The Moment She Left
Page 19
‘I’m afraid they’re already sold,’ Blake told her, ‘but we can always look out for more.’
‘Yes, I think you should,’ she decided. ‘They’re just her type of thing. And this chaise longue is beautiful. I think she should have that too.’
‘Pamela? What’s going on?’ Graeme asked firmly.
Wide-eyed, she said, ‘Going on? In what way?’
‘All these gifts. No one has a birthday, and Christmas is still a long way off.’
‘I’m just feeling generous, that’s all. I hope it’s allowed.’
‘Of course. It’s just . . . unusual.’
‘For me, you mean. Well, I’ve decided to change. Life’s too short to stay cross all the time, or to go on beating about the bush when something needs to be said. On which subject, what are you doing about Andee?’
Taken aback, he said, ‘What kind of question is that?’
‘A direct one. We all know you two had something going a while ago, and she’s single again now so . . .’
‘That’s enough,’ he cut in sharply. ‘You might have given up being cross, but I see bossy is still featuring large.’
Pamela was about to respond when the door opened behind her and Frankie, the post lady, came in with the mail.
‘Recorded delivery for you,’ she told Blake, while handing the rest of the envelopes and magazines to Graeme.

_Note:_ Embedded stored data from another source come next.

//! Codec sessions: everything a pump needs to open, read, convert and close.
//!
//! A session is created closed, opened once with a [`Locator`], used from a single
//! thread and closed again. Reopening an open session fails with
//! [`OpenError::AlreadyOpen`]; closing is idempotent.

use crate::{
    decoder::VideoDecoder,
    error::{OpenError, PumpError, ReadError, WriteError},
    frame::DecodedFrame,
    input::AvInput,
    locator::{Locator, SinkTarget},
    output::AvOutput,
    packet::MediaUnit,
    stream::StreamSession,
};

pub trait CodecSession: Send + 'static {
    /// What [`CodecSession::process_unit`] turns a unit of the selected track into.
    type Output: Send;

    fn open(&mut self, locator: &Locator) -> Result<StreamSession, OpenError>;

    fn is_open(&self) -> bool;

    /// The open stream, if any.
    fn stream(&self) -> Option<&StreamSession>;

    fn read_unit(&mut self) -> Result<MediaUnit, ReadError>;

    /// `Ok(None)` means the unit was consumed without producing output yet.
    fn process_unit(&mut self, unit: MediaUnit) -> Result<Option<Self::Output>, PumpError>;

    fn close(&mut self);
}

/// An egress session that can also hand processed units to its sink.
pub trait UnitSink: CodecSession<Output = MediaUnit> {
    /// Writes a processed unit and returns its size in bytes.
    fn write_unit(&mut self, unit: MediaUnit) -> Result<usize, WriteError>;
}

struct IngestState {
    input: AvInput,
    decoder: VideoDecoder,
    stream: StreamSession,
}

/// Demuxes the first video track and decodes it to RGB24 frames.
#[derive(Default)]
pub struct IngestSession {
    state: Option<IngestState>,
}

// FFmpeg contexts are owned by the session and used by one thread at a time.
unsafe impl Send for IngestSession {}

impl IngestSession {
    pub fn new() -> Self {
        Self::default()
    }
}

impl CodecSession for IngestSession {
    type Output = DecodedFrame;

    fn open(&mut self, locator: &Locator) -> Result<StreamSession, OpenError> {
        if self.state.is_some() {
            return Err(OpenError::AlreadyOpen);
        }

        let input = AvInput::open(locator)?;
        let track = input
            .first_video_track()
            .cloned()
            .ok_or(OpenError::NoVideoTrack)?;
        let decoder = VideoDecoder::new(&track)?;

        let mut stream = StreamSession::from_track(&locator.to_string(), &track);
        stream.width = decoder.width();
        stream.height = decoder.height();
        log::info!(
            "ingest opened {} (decoding {:?} to rgb24)",
            stream,
            decoder.format()
        );

        self.state = Some(IngestState {
            input,
            decoder,
            stream: stream.clone(),
        });
        Ok(stream)
    }

    fn is_open(&self) -> bool {
        self.state.is_some()
    }

    fn stream(&self) -> Option<&StreamSession> {
        self.state.as_ref().map(|state| &state.stream)
    }

    fn read_unit(&mut self) -> Result<MediaUnit, ReadError> {
        match self.state.as_mut() {
            Some(state) => state.input.read_unit(),
            None => Err(ReadError::Fatal("session is not open".to_string())),
        }
    }

    fn process_unit(&mut self, unit: MediaUnit) -> Result<Option<DecodedFrame>, PumpError> {
        let state = self.state.as_mut().ok_or(PumpError::NotOpen)?;
        state.decoder.decode(&unit)
    }

    fn close(&mut self) {
        if let Some(state) = self.state.take() {
            log::info!("ingest closed {}", state.stream.locator);
        }
    }
}

struct EgressState {
    input: AvInput,
    output: AvOutput,
    stream: StreamSession,
}

/// Reads a source and stream-copies its first video track to a [`SinkTarget`].
pub struct EgressSession {
    target: SinkTarget,
    state: Option<EgressState>,
}

unsafe impl Send for EgressSession {}

impl EgressSession {
    pub fn new(target: SinkTarget) -> Self {
        Self {
            target,
            state: None,
        }
    }
}

impl CodecSession for EgressSession {
    type Output = MediaUnit;

    fn open(&mut self, locator: &Locator) -> Result<StreamSession, OpenError> {
        if self.state.is_some() {
            return Err(OpenError::AlreadyOpen);
        }

        let input = AvInput::open(locator)?;
        let track = input
            .first_video_track()
            .cloned()
            .ok_or(OpenError::NoVideoTrack)?;
        let output = AvOutput::open(&self.target, &track)?;
        let stream = StreamSession::from_track(&locator.to_string(), &track);
        log::info!("egress opened {} -> {}", stream, self.target);

        self.state = Some(EgressState {
            input,
            output,
            stream: stream.clone(),
        });
        Ok(stream)
    }

    fn is_open(&self) -> bool {
        self.state.is_some()
    }

    fn stream(&self) -> Option<&StreamSession> {
        self.state.as_ref().map(|state| &state.stream)
    }

    fn read_unit(&mut self) -> Result<MediaUnit, ReadError> {
        match self.state.as_mut() {
            Some(state) => state.input.read_unit(),
            None => Err(ReadError::Fatal("session is not open".to_string())),
        }
    }

    /// Repackages the unit for the sink: timestamps move to the output time base and
    /// the unit is pointed at output track 0.
    fn process_unit(&mut self, mut unit: MediaUnit) -> Result<Option<MediaUnit>, PumpError> {
        let state = self.state.as_ref().ok_or(PumpError::NotOpen)?;
        unit.rescale(state.output.time_base());
        unit.retarget(0);
        Ok(Some(unit))
    }

    fn close(&mut self) {
        if let Some(mut state) = self.state.take() {
            if let Err(e) = state.output.finish() {
                log::warn!("egress trailer for {} failed: {}", self.target, e);
            }
            log::info!("egress closed {} -> {}", state.stream.locator, self.target);
        }
    }
}

impl UnitSink for EgressSession {
    fn write_unit(&mut self, unit: MediaUnit) -> Result<usize, WriteError> {
        let state = self.state.as_mut().ok_or(WriteError::NotOpen)?;
        let size = unit.size();
        state.output.write_unit(&unit)?;
        Ok(size)
    }
}

impl Drop for EgressSession {
    fn drop(&mut self) {
        self.close();
    }
}

#[cfg(test)]
#[path = "session_test.rs"]
mod session_test;
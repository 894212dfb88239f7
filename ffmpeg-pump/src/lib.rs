//! Moves video between FFmpeg sources and sinks on a dedicated worker thread.
//!
//! Two directions share one controller: ingest decodes a camera, network stream or
//! file into RGB24 frames held in a latest-frame buffer, and egress stream-copies a
//! source to an RTSP or RTMP endpoint in real time, optionally on a loop.

/// Registers FFmpeg components (formats, devices, network). Call once at startup
/// before opening any session.
pub fn init() -> anyhow::Result<()> {
    ffmpeg_next::init().map_err(|e| anyhow::anyhow!("ffmpeg_next init: {}", e))
}

pub mod bitrate;
pub mod config;
pub mod controller;
pub mod decoder;
pub mod device;
pub mod error;
pub mod event;
pub mod frame;
pub mod input;
pub mod locator;
pub mod output;
pub mod packet;
pub mod scaler;
pub mod session;
pub mod stream;
pub mod timing;
mod worker;

#[cfg(test)]
mod test_support;

pub use config::PumpConfig;
pub use controller::{IngestPump, PumpController, PumpState, PumpStats, Repeater};
pub use error::{OpenError, PumpError, ReadError, ValidationError, WriteError};
pub use event::PumpEvent;
pub use frame::{DecodedFrame, FrameBuffer};
pub use locator::{ConnectionType, Locator, Protocol, SinkTarget};
pub use session::{CodecSession, EgressSession, IngestSession, UnitSink};
pub use stream::StreamSession;
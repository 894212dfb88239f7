use ffmpeg_next::{Dictionary, Rational};

use crate::{
    error::{OpenError, WriteError},
    locator::SinkTarget,
    packet::MediaUnit,
    stream::AvTrack,
};

/// Stream-copy muxer with a single output track.
pub struct AvOutput {
    inner: ffmpeg_next::format::context::Output,
    url: String,
    time_base: Rational,
    have_written_trailer: bool,
}

impl AvOutput {
    /// Opens the sink, mirrors `track` onto output track 0 and writes the header.
    pub fn open(target: &SinkTarget, track: &AvTrack) -> Result<Self, OpenError> {
        let url = target.url().to_string();
        let sink_err = |source| OpenError::Sink {
            url: url.clone(),
            source,
        };

        let protocol = target.protocol();
        let mut output =
            ffmpeg_next::format::output_as(&url, protocol.muxer_format()).map_err(sink_err)?;
        {
            let mut writer_stream = output
                .add_stream(ffmpeg_next::encoder::find(ffmpeg_next::codec::Id::None))
                .map_err(sink_err)?;
            writer_stream.set_parameters(track.parameters().clone());
            // let the muxer pick a tag valid for its container
            unsafe {
                (*writer_stream.parameters().as_mut_ptr()).codec_tag = 0;
            }
            writer_stream.set_time_base(track.time_base());
        }

        let mut options = Dictionary::new();
        for (key, value) in protocol.options() {
            options.set(key, value);
        }
        output.write_header_with(options).map_err(sink_err)?;

        let time_base = output
            .stream(0)
            .map(|s| s.time_base())
            .ok_or_else(|| OpenError::Resource("output track".to_string()))?;
        log::debug!(
            "{} opened, output time_base={}/{}",
            target,
            time_base.numerator(),
            time_base.denominator()
        );

        Ok(Self {
            inner: output,
            url,
            time_base,
            have_written_trailer: false,
        })
    }

    /// Time base the muxer settled on for the output track.
    pub fn time_base(&self) -> Rational {
        self.time_base
    }

    /// Writes a unit already rescaled to [`Self::time_base`] and retargeted to track 0.
    pub fn write_unit(&mut self, unit: &MediaUnit) -> Result<(), WriteError> {
        unit.packet()
            .write_interleaved(&mut self.inner)
            .map_err(|source| WriteError::Sink {
                url: self.url.clone(),
                source,
            })
    }

    pub fn finish(&mut self) -> Result<(), ffmpeg_next::Error> {
        if !self.have_written_trailer {
            self.have_written_trailer = true;
            self.inner.write_trailer()?;
        }
        Ok(())
    }
}
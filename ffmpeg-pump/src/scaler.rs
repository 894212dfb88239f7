use ffmpeg_next::{
    format::Pixel,
    frame::Video,
    software::scaling::{Context, Flags},
};

use crate::frame::{DecodedFrame, PIXEL_FORMAT};

/// Converts decoded frames of any pixel format to same-size RGB24.
pub struct RgbConverter {
    context: Context,
    output: Video,
}

impl RgbConverter {
    pub fn new(format: Pixel, width: u32, height: u32) -> Result<Self, ffmpeg_next::Error> {
        Ok(Self {
            context: Self::context(format, width, height)?,
            output: Video::empty(),
        })
    }

    fn context(format: Pixel, width: u32, height: u32) -> Result<Context, ffmpeg_next::Error> {
        Context::get(
            format,
            width,
            height,
            PIXEL_FORMAT,
            width,
            height,
            Flags::BILINEAR,
        )
    }

    pub fn convert(&mut self, frame: &Video) -> anyhow::Result<DecodedFrame> {
        let input = self.context.input();
        if input.format != frame.format()
            || input.width != frame.width()
            || input.height != frame.height()
        {
            log::debug!(
                "source geometry changed to {:?} {}x{}, rebuilding converter",
                frame.format(),
                frame.width(),
                frame.height()
            );
            self.context = Self::context(frame.format(), frame.width(), frame.height())?;
            self.output = Video::empty();
        }
        self.context.run(frame, &mut self.output)?;
        self.output.set_pts(frame.pts());
        DecodedFrame::from_video(&self.output)
    }
}

unsafe impl Send for RgbConverter {}
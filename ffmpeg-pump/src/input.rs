use std::ffi::CString;
use std::path::Path;

use ffmpeg_next::{Dictionary, Packet, Rational};

use crate::{
    error::{OpenError, ReadError},
    locator::Locator,
    packet::MediaUnit,
    stream::AvTrack,
};

/// An open demuxer and the tracks it found.
pub struct AvInput {
    inner: ffmpeg_next::format::context::Input,
    tracks: Vec<AvTrack>,
}

impl AvInput {
    /// Resolve input format by name (e.g. "v4l2", "avfoundation") via FFmpeg's av_find_input_format.
    fn find_input_format(name: &str) -> Result<ffmpeg_next::format::format::Input, OpenError> {
        let cname =
            CString::new(name).map_err(|_| OpenError::InputFormat(name.to_string()))?;
        let ptr = unsafe { ffmpeg_next::ffi::av_find_input_format(cname.as_ptr()) };
        if ptr.is_null() {
            return Err(OpenError::InputFormat(name.to_string()));
        }
        Ok(unsafe { ffmpeg_next::format::format::Input::wrap(ptr as *mut _) })
    }

    pub fn open(locator: &Locator) -> Result<Self, OpenError> {
        use ffmpeg_next::format::format::Format;

        let mut options = Dictionary::new();
        for (key, value) in locator.transport_options() {
            options.set(key, value);
        }

        let path = Path::new(locator.url());
        let input_err = |source| OpenError::Input {
            locator: locator.to_string(),
            source,
        };
        let input = match locator.input_format() {
            Some(name) => {
                let fmt = Self::find_input_format(name)?;
                ffmpeg_next::format::open_with(path, &Format::Input(fmt), options)
                    .map_err(input_err)?
                    .input()
            }
            None => ffmpeg_next::format::input_with_dictionary(path, options).map_err(input_err)?,
        };

        let tracks: Vec<AvTrack> = input.streams().map(AvTrack::from).collect();
        for track in tracks.iter() {
            log::debug!("{}: {}", locator, track);
        }

        Ok(Self {
            inner: input,
            tracks,
        })
    }

    pub fn first_video_track(&self) -> Option<&AvTrack> {
        self.tracks.iter().find(|track| track.is_video())
    }

    /// Reads the next unit from any track.
    pub fn read_unit(&mut self) -> Result<MediaUnit, ReadError> {
        let mut packet = Packet::empty();
        packet.read(&mut self.inner)?;
        let time_base = self
            .tracks
            .get(packet.stream())
            .map(AvTrack::time_base)
            .unwrap_or(Rational(1, 1_000_000));
        Ok(MediaUnit::from((packet, time_base)))
    }
}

As Blake took the large package addressed to him, Graeme saw him look curiously at the brown-paper wrapping tied up with string.
‘What is it?’ Pamela prompted, seeming to sense some kind of change in the atmosphere.
‘There’s only one way to find out,’ Blake replied, and cutting the string, he tore open the wrapping to find a large shoebox inside. As he removed the lid his face turned white with shock.
‘Oh my goodness,’ Pamela murmured. ‘Is it real?’
Blake looked at Graeme who looked at him.
‘Who’s it from?’ Graeme asked.
‘I’ve no idea,’ Blake replied, searching for a card or a note.
‘How much is there?’ Pamela asked.
Blake looked at Graeme again.
‘I’ll call Andee,’ Graeme said, and picking up the phone he pressed in her mobile number.
‘Are you sure you’ll be all right here?’ Andee was asking Rowzee as she settled her down on the terrace of Dittisham’s Anchor Stone café. It was right next to the wonderfully romantic River Dart with plenty of boats and people going by, so full of life, but not so busy as to make it a disconcerting place to be.
‘I’ll be fine,’ Rowzee promised. ‘I just need to have a little time to myself, that’s all, and if Jenny doesn’t know I’m with you she won’t be expecting me to come in.’
Though relieved at being able to see Jenny Leonard alone, Andee couldn’t help being concerned about Rowzee, for the visit to Victor’s son had clearly shaken her up quite a lot.
‘I shouldn’t be long,’ she said, ‘then I think we should head home.’
‘Oh no,’ Rowzee protested. ‘Gina’s expecting us and I’m so looking forward to seeing her. Please don’t let’s change our plans.’
Andee regarded her carefully. ‘OK, let’s see how you feel when I get back.’
A few minutes later she was driving back up the hill to the village’s main car park when Graeme rang. Instead of asking about Rowzee, which was what she’d expected, he said, ‘Blake’s just received a parcel containing a shoebox full of cash. We haven’t counted it yet, but it has to amount to several tens of thousands of pounds.’
Stunned, she said, ‘Who’s it from?’
‘We’ve no idea. There’s no sender address, or accompanying note.’
Trying and failing to connect this to the discovery of a rental in Holland Park, she said, ‘OK, if you haven’t done it already you should call Leo Johnson at the station. Is Blake with you?’
‘Yes.’
‘I’m about to go and see Jenny. Does he want me to mention this?’
After consulting Blake, Graeme said, ‘He’d rather you didn’t for now.’
‘OK. Understood. I should tell you,’ she went on, ‘that the police in London have found a house in Holland Park that was rented to someone by the name of Yoder at the time Jessica disappeared.’
There was a moment’s shocked silence before Graeme said, ‘So there was an oversight?’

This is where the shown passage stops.